Counterintelligence: A Decade of Change

by Chief  Warrant Officer Two Leonard R. Holden

Editor’s Note: Although this article is nearly three years old, it is equally applicable to Operations JOINT GUARD and ALLIED FORCE or any other similar situation.

To which political party do you belong? Do you intend to vote in the upcoming elections? You hear these questions before most Presidential elections. In this case, these particular questions reflected our brigade combat team’s priority intelligence requirements (PIR). Our force protection team posed these questions to local residents in Srebrenica as we watched their children play among the ruins of a bombed-out Muslim mosque.

Srebrenica is in the Osat mountain range, ten kilometers from the infamous Drina River. Task Force Eagle listed Srebrenica as a potential “hot spot” during the Bosnian elections. Before their civil war, this small town was approximately 90-percent Muslim and 10 percent Serbian. When U.S. forces arrived in early 1996, Srebrenica was 100-percent Serbian. The majority of the city’s Muslim male population was in mass grave sites throughout the region. Local fathers and businesspersons boasted of their victories and their accomplishments in ethnically cleansing their enclave, and they threatened to kill any Muslims attempting to return. Force protection teams conducted intelligence collection operations throughout Operation JOINT ENDEAVOR in this environment.

Changing Times

The focus of counterintelligence (CI) operations has evolved since Operations DESERT SHIELD and DESERT STORM. Flak vests, pistols, and rifles have replaced those antiquated symbols of a “cloak and dagger.” The CI agent’s badge and credentials will never serve the combat commander’s purpose the way a good digital camera can.

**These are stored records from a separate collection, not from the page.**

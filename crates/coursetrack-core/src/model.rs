//! Core data model types for coursetrack.
//!
//! The course catalog is static content: an ordered list of modules, each with
//! ordered lessons and a quiz. Nothing in here changes at runtime.

use serde::{Deserialize, Serialize};

/// A single lesson inside a module.
#[derive(Debug, Clone, PartialEq, Eq, Serialize, Deserialize)]
pub struct Lesson {
    /// Identifier, unique across the whole course.
    pub id: String,
    /// Human-readable title.
    pub title: String,
    /// Estimated reading time in minutes.
    #[serde(default)]
    pub duration_min: u32,
    /// Lesson body (plain text or simple markup, carried verbatim).
    #[serde(default)]
    pub content: String,
}

/// A multiple-choice quiz question.
#[derive(Debug, Clone, PartialEq, Eq, Serialize, Deserialize)]
pub struct Question {
    /// Identifier of the question.
    pub id: String,
    /// The question text.
    pub prompt: String,
    /// Answer options, in display order.
    pub options: Vec<String>,
    /// Index into `options` of the correct answer.
    pub answer_index: usize,
    /// Shown to the learner once the quiz has been submitted.
    #[serde(default)]
    pub explanation: Option<String>,
}

/// A course module: lessons followed by a quiz.
#[derive(Debug, Clone, PartialEq, Eq, Serialize, Deserialize)]
pub struct Module {
    /// Unique identifier for this module.
    pub id: String,
    /// Human-readable title.
    pub title: String,
    /// Short description of the module.
    #[serde(default)]
    pub description: String,
    /// Estimated time for the whole module in minutes.
    #[serde(default)]
    pub est_minutes: u32,
    /// The lessons in this module.
    #[serde(default)]
    pub lessons: Vec<Lesson>,
    /// The module quiz.
    #[serde(default)]
    pub quiz: Vec<Question>,
}

/// A complete course.
#[derive(Debug, Clone, PartialEq, Eq, Serialize, Deserialize)]
pub struct Catalog {
    /// Course title, printed on the certificate.
    pub title: String,
    /// Course version identifier, carried into certificates and completion events.
    pub version: String,
    /// Prefix of certificate reference codes.
    #[serde(default = "default_reference_prefix")]
    pub reference_prefix: String,
    /// The modules, in course order.
    #[serde(default)]
    pub modules: Vec<Module>,
}

pub(crate) fn default_reference_prefix() -> String {
    "CRT".to_string()
}

impl Catalog {
    /// All lessons across all modules, in course order.
    pub fn lessons(&self) -> impl Iterator<Item = &Lesson> {
        self.modules.iter().flat_map(|m| m.lessons.iter())
    }

    /// Total number of lessons in the course.
    pub fn lesson_count(&self) -> usize {
        self.modules.iter().map(|m| m.lessons.len()).sum()
    }

    pub fn module(&self, id: &str) -> Option<&Module> {
        self.modules.iter().find(|m| m.id == id)
    }

    /// Find a lesson and the module that contains it.
    pub fn lesson(&self, id: &str) -> Option<(&Module, &Lesson)> {
        self.modules
            .iter()
            .find_map(|m| m.lessons.iter().find(|l| l.id == id).map(|l| (m, l)))
    }

    /// Sum of the per-module time estimates.
    pub fn est_minutes(&self) -> u32 {
        self.modules.iter().map(|m| m.est_minutes).sum()
    }
}

#[cfg(test)]
pub(crate) mod fixtures {
    use super::*;

    /// Build a catalog with the given number of lessons per module and one
    /// question per quiz whose correct answer is option 1.
    pub fn catalog(lessons_per_module: &[usize]) -> Catalog {
        let modules = lessons_per_module
            .iter()
            .enumerate()
            .map(|(mi, &count)| {
                let mid = format!("m{}", mi + 1);
                Module {
                    id: mid.clone(),
                    title: format!("Module {}", mi + 1),
                    description: String::new(),
                    est_minutes: 30,
                    lessons: (0..count)
                        .map(|li| Lesson {
                            id: format!("{mid}l{}", li + 1),
                            title: format!("Lesson {}", li + 1),
                            duration_min: 10,
                            content: "Read carefully.".into(),
                        })
                        .collect(),
                    quiz: vec![Question {
                        id: format!("{mid}q1"),
                        prompt: "Pick the second option".into(),
                        options: vec!["first".into(), "second".into()],
                        answer_index: 1,
                        explanation: None,
                    }],
                }
            })
            .collect();

        Catalog {
            title: "Test Course".into(),
            version: "1.0.0".into(),
            reference_prefix: "TST".into(),
            modules,
        }
    }
}

#[cfg(test)]
mod tests {
    use super::fixtures::catalog;

    #[test]
    fn lesson_lookup_returns_owning_module() {
        let cat = catalog(&[2, 3]);
        let (module, lesson) = cat.lesson("m2l3").unwrap();
        assert_eq!(module.id, "m2");
        assert_eq!(lesson.title, "Lesson 3");
        assert!(cat.lesson("m3l1").is_none());
    }

    #[test]
    fn counts_span_all_modules() {
        let cat = catalog(&[3, 3, 3, 2]);
        assert_eq!(cat.lesson_count(), 11);
        assert_eq!(cat.lessons().count(), 11);
        assert_eq!(cat.est_minutes(), 120);
    }

    #[test]
    fn catalog_serde_defaults_prefix() {
        let json = r#"{"title":"T","version":"1"}"#;
        let cat: super::Catalog = serde_json::from_str(json).unwrap();
        assert_eq!(cat.reference_prefix, "CRT");
        assert!(cat.modules.is_empty());
    }
}
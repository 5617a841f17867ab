//! The `coursetrack reset` command.

use std::path::PathBuf;

use anyhow::Result;

use super::open_session;

pub fn execute(config_path: Option<PathBuf>, yes: bool) -> Result<()> {
    if !yes {
        anyhow::bail!("reset clears all lesson, quiz and certificate progress; re-run with --yes");
    }

    let mut session = open_session(config_path)?;
    session.reset();
    println!("Progress cleared.");
    Ok(())
}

Intelligence collection operations have adapted to a changing battlefield or to no battlefield at all, as we have experienced during numerous recent deployments in support of operations other than war. CI has played a critical role supporting these operations in Somalia, Haiti, and now in Bosnia-Herzegovina. In each operation, CI was able to build on its successes and refine its niche in support of the combat commander.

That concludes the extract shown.